[Saved entries]
• • •

//! Error types for the text2img library.
//!
//! Every failure is fatal: the tool converts exactly one input into exactly
//! one image, so there is nothing to retry and no partial result to keep.
//! [`Text2ImgError`] carries enough structure for a one-line diagnostic and
//! maps onto the stable [`ExitStatus`] codes scripts rely on.

use std::path::PathBuf;
use thiserror::Error;

/// Process exit statuses. The numeric values are a public contract.
#[derive(Debug, Clone, Copy, PartialEq, Eq, Hash, serde::Serialize)]
#[repr(u8)]
pub enum ExitStatus {
    /// Conversion finished.
    Success = 0,
    /// No arguments were given at all.
    NoArgs = 1,
    /// Invalid, unsupported or too many arguments.
    InvalidArgs = 2,
    /// The source could not be read.
    ReadError = 3,
    /// The destination could not be written.
    WriteError = 4,
    /// Unknown codepage id or name.
    CodepageError = 5,
    /// Help text was requested.
    HelpRequest = 6,
    /// The codepage list was requested.
    ListRequest = 7,
    /// Rasterisation produced no image.
    RenderError = 8,
}

impl ExitStatus {
    /// The raw process exit code.
    pub fn code(self) -> u8 {
        self as u8
    }
}

/// All errors returned by the text2img library.
#[derive(Debug, Error)]
pub enum Text2ImgError {
    // ── Argument errors ───────────────────────────────────────────────────
    /// Nothing to do.
    #[error("No arguments given. Use --help for usage.")]
    NoArguments,

    /// A flag or value could not be understood.
    #[error("Invalid arguments: {reason}")]
    InvalidArguments { reason: String },

    /// The destination extension is not an image format we can write.
    #[error("Unsupported output format for '{path}': only PNG, JPG, BMP and GIF are supported")]
    UnsupportedOutputFormat { path: PathBuf },

    /// More than two positional arguments.
    #[error("Too many arguments (unexpected '{extra}'). Put paths containing spaces inside quotes.")]
    TooManyArguments { extra: String },

    // ── Input errors ──────────────────────────────────────────────────────
    /// Input file was not found at the given path.
    #[error("Input file not found: '{path}'")]
    InputNotFound { path: PathBuf },

    /// Process does not have read permission on the file.
    #[error("Permission denied reading '{path}'")]
    PermissionDenied { path: PathBuf },

    /// Any other read failure, including standard input.
    #[error("Failed to read {source_name}: {source}")]
    ReadFailed {
        source_name: String,
        #[source]
        source: std::io::Error,
    },

    // ── Encoding errors ───────────────────────────────────────────────────
    /// The codepage id or name is not known.
    #[error("Unknown codepage '{name}'. Use --list to see supported codepages.")]
    InvalidEncoding { name: String },

    // ── Render errors ─────────────────────────────────────────────────────
    /// A TrueType/OpenType font could not be loaded.
    #[error("Failed to load font '{path}': {detail}")]
    FontLoad { path: PathBuf, detail: String },

    /// The measured canvas has no area (empty or whitespace-free empty text).
    #[error("Nothing to render: canvas would be {width}x{height} px")]
    EmptyCanvas { width: u32, height: u32 },

    /// The canvas cannot be allocated.
    #[error("Canvas of {width}x{height} px is too large to allocate")]
    CanvasTooLarge { width: u64, height: u64 },

    // ── Output errors ─────────────────────────────────────────────────────
    /// The image container encoder rejected the canvas.
    #[error("Failed to encode {format} image: {detail}")]
    EncodeFailed { format: String, detail: String },

    /// Could not create or write the destination.
    #[error("Failed to write output '{path}': {source}")]
    OutputWriteFailed {
        path: PathBuf,
        #[source]
        source: std::io::Error,
    },

    // ── Config errors ─────────────────────────────────────────────────────
    /// Builder validation failed.
    #[error("Invalid configuration: {0}")]
    InvalidConfig(String),
}

impl Text2ImgError {
    /// The exit status the CLI reports for this error.
    pub fn exit_status(&self) -> ExitStatus {
        use Text2ImgError::*;
        match self {
            NoArguments => ExitStatus::NoArgs,
            InvalidArguments { .. }
            | UnsupportedOutputFormat { .. }
            | TooManyArguments { .. }
            | InvalidConfig(_) => ExitStatus::InvalidArgs,
            InputNotFound { .. } | PermissionDenied { .. } | ReadFailed { .. } => {
                ExitStatus::ReadError
            }
            InvalidEncoding { .. } => ExitStatus::CodepageError,
            FontLoad { .. } | EmptyCanvas { .. } | CanvasTooLarge { .. } => {
                ExitStatus::RenderError
            }
            EncodeFailed { .. } | OutputWriteFailed { .. } => ExitStatus::WriteError,
        }
    }
}
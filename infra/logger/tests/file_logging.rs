use iredo_logger::{LevelFilter, Logger};
use std::fs;
use std::time::Duration;
use tempfile::tempdir;

#[test]
fn file_logging_creates_log_file() -> Result<(), Box<dyn std::error::Error>> {
    let tmp_dir = tempdir()?;
    let log_dir = tmp_dir.path().join("logs");

    let logger = Logger::builder()
        .name("integration-file-logging")
        .path(&log_dir)
        .level(LevelFilter::INFO)
        .init()?;

    tracing::info!("hello from integration test");

    std::thread::sleep(Duration::from_millis(30));
    drop(logger);

    let entries = fs::read_dir(&log_dir)?;
    let log_file = entries
        .flatten()
        .map(|entry| entry.path())
        .find(|path| path.extension().and_then(|ext| ext.to_str()) == Some("log"))
        .expect("log file should be created");

    let metadata = fs::metadata(&log_file)?;
    assert!(metadata.len() > 0, "log file should not be empty");

    Ok(())
}
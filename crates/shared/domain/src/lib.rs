//! # Domain Models
//!
//! This crate contains pure configuration and constant types with a single
//! dependency (`serde`). Keep it lean: no I/O, networking, or heavy logic—just
//! data and simple helpers.

pub mod config;
pub mod constants;
use axum::body::Body;
use axum::http::{Request, StatusCode, header};
use http_body_util::BodyExt;
use iredo::domain::config::{ApiConfig, Environment};
use iredo_server::Server;
use tower::ServiceExt;

fn app(environment: Environment) -> axum::Router {
    let mut cfg = ApiConfig::default();
    cfg.server.environment = environment;
    Server::builder().config(cfg).build().expect("server build").router()
}

async fn body_bytes(response: axum::response::Response) -> Vec<u8> {
    response.into_body().collect().await.expect("body").to_bytes().to_vec()
}

#[tokio::test]
async fn rooms_route_returns_fixed_payload() {
    let response = app(Environment::Production)
        .oneshot(Request::get("/api/rooms").body(Body::empty()).expect("request"))
        .await
        .expect("response");

    assert_eq!(response.status(), StatusCode::OK);
    assert_eq!(
        response.headers().get(header::CONTENT_TYPE).and_then(|v| v.to_str().ok()),
        Some("text/plain; charset=utf-8")
    );
    assert_eq!(body_bytes(response).await, b"okay room, hello world");
}

#[tokio::test]
async fn rooms_route_is_idempotent() {
    let app = app(Environment::Production);
    for _ in 0..3 {
        let response = app
            .clone()
            .oneshot(Request::get("/api/rooms").body(Body::empty()).expect("request"))
            .await
            .expect("response");
        assert_eq!(response.status(), StatusCode::OK);
        assert_eq!(body_bytes(response).await, b"okay room, hello world");
    }
}

#[tokio::test]
async fn responses_carry_permissive_cors_headers() {
    let response = app(Environment::Production)
        .oneshot(
            Request::get("/api/rooms")
                .header(header::ORIGIN, "https://example.com")
                .body(Body::empty())
                .expect("request"),
        )
        .await
        .expect("response");

    assert_eq!(response.status(), StatusCode::OK);
    assert_eq!(
        response
            .headers()
            .get(header::ACCESS_CONTROL_ALLOW_ORIGIN)
            .and_then(|v| v.to_str().ok()),
        Some("*")
    );
}

#[tokio::test]
async fn preflight_is_answered_before_route_dispatch() {
    let response = app(Environment::Production)
        .oneshot(
            Request::builder()
                .method("OPTIONS")
                .uri("/api/rooms")
                .header(header::ORIGIN, "https://example.com")
                .header(header::ACCESS_CONTROL_REQUEST_METHOD, "GET")
                .header(header::ACCESS_CONTROL_REQUEST_HEADERS, "x-custom")
                .body(Body::empty())
                .expect("request"),
        )
        .await
        .expect("response");

    assert_eq!(response.status(), StatusCode::OK);
    assert_eq!(
        response
            .headers()
            .get(header::ACCESS_CONTROL_ALLOW_ORIGIN)
            .and_then(|v| v.to_str().ok()),
        Some("*")
    );
    assert!(response.headers().contains_key(header::ACCESS_CONTROL_ALLOW_METHODS));
    assert!(response.headers().contains_key(header::ACCESS_CONTROL_ALLOW_HEADERS));
}

#[tokio::test]
async fn development_serves_the_openapi_document() {
    let response = app(Environment::Development)
        .oneshot(Request::get("/swagger/v1/swagger.json").body(Body::empty()).expect("request"))
        .await
        .expect("response");

    assert_eq!(response.status(), StatusCode::OK);

    let body = body_bytes(response).await;
    let doc: serde_json::Value = serde_json::from_slice(&body).expect("valid JSON document");
    assert_eq!(doc["info"]["title"], "iredo_v1");
    assert_eq!(doc["info"]["version"], "v1");
    assert!(doc["paths"]["/api/rooms"]["get"].is_object());
}

#[tokio::test]
async fn development_serves_the_documentation_ui() {
    let response = app(Environment::Development)
        .oneshot(Request::get("/swagger").body(Body::empty()).expect("request"))
        .await
        .expect("response");

    assert_eq!(response.status(), StatusCode::OK);
}

#[tokio::test]
async fn production_withholds_documentation() {
    for path in ["/swagger/v1/swagger.json", "/swagger"] {
        let response = app(Environment::Production)
            .oneshot(Request::get(path).body(Body::empty()).expect("request"))
            .await
            .expect("response");
        assert_eq!(response.status(), StatusCode::NOT_FOUND, "{path} should be absent");
    }
}

#[tokio::test]
async fn plaintext_requests_are_redirected_to_tls() {
    let response = iredo_server::redirect_app(8443)
        .oneshot(
            Request::get("/api/rooms?page=2")
                .header(header::HOST, "localhost:8080")
                .body(Body::empty())
                .expect("request"),
        )
        .await
        .expect("response");

    assert_eq!(response.status(), StatusCode::TEMPORARY_REDIRECT);
    assert_eq!(
        response.headers().get(header::LOCATION).and_then(|v| v.to_str().ok()),
        Some("https://localhost:8443/api/rooms?page=2")
    );
}

#[tokio::test]
async fn plaintext_redirect_covers_every_path() {
    for path in ["/", "/swagger", "/api/missing"] {
        let response = iredo_server::redirect_app(443)
            .oneshot(
                Request::get(path)
                    .header(header::HOST, "example.com")
                    .body(Body::empty())
                    .expect("request"),
            )
            .await
            .expect("response");

        assert_eq!(response.status(), StatusCode::TEMPORARY_REDIRECT, "{path} should redirect");
        assert_eq!(
            response.headers().get(header::LOCATION).and_then(|v| v.to_str().ok()),
            Some(format!("https://example.com{path}").as_str())
        );
    }
}

#[tokio::test]
async fn plaintext_request_without_host_is_rejected() {
    let response = iredo_server::redirect_app(8443)
        .oneshot(Request::get("/api/rooms").body(Body::empty()).expect("request"))
        .await
        .expect("response");

    assert_eq!(response.status(), StatusCode::BAD_REQUEST);
}

#[tokio::test]
async fn plaintext_request_with_malformed_host_is_rejected() {
    let response = iredo_server::redirect_app(8443)
        .oneshot(
            Request::get("/api/rooms")
                .header(header::HOST, "not a host")
                .body(Body::empty())
                .expect("request"),
        )
        .await
        .expect("response");

    assert_eq!(response.status(), StatusCode::BAD_REQUEST);
}

#[tokio::test]
async fn plaintext_redirects_carry_permissive_cors_headers() {
    let response = iredo_server::redirect_app(8443)
        .oneshot(
            Request::get("/api/rooms")
                .header(header::HOST, "localhost:8080")
                .header(header::ORIGIN, "https://example.com")
                .body(Body::empty())
                .expect("request"),
        )
        .await
        .expect("response");

    assert_eq!(response.status(), StatusCode::TEMPORARY_REDIRECT);
    assert_eq!(
        response
            .headers()
            .get(header::ACCESS_CONTROL_ALLOW_ORIGIN)
            .and_then(|v| v.to_str().ok()),
        Some("*")
    );
}

#[tokio::test]
async fn unknown_route_is_not_found() {
    let response = app(Environment::Production)
        .oneshot(Request::get("/api/missing").body(Body::empty()).expect("request"))
        .await
        .expect("response");

    assert_eq!(response.status(), StatusCode::NOT_FOUND);
}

• • •

--- Goal of the exercise ---
Taking the records from the top, repeat each line exactly until you have repeated the line that contains "a public contract.".

--- Answer for the task ---
//! Error types for the text2img library.
//!
//! Every failure is fatal: the tool converts exactly one input into exactly
//! one image, so there is nothing to retry and no partial result to keep.
//! [`Text2ImgError`] carries enough structure for a one-line diagnostic and
//! maps onto the stable [`ExitStatus`] codes scripts rely on.

use std::path::PathBuf;
use thiserror::Error;

/// Process exit statuses. The numeric values are a public contract.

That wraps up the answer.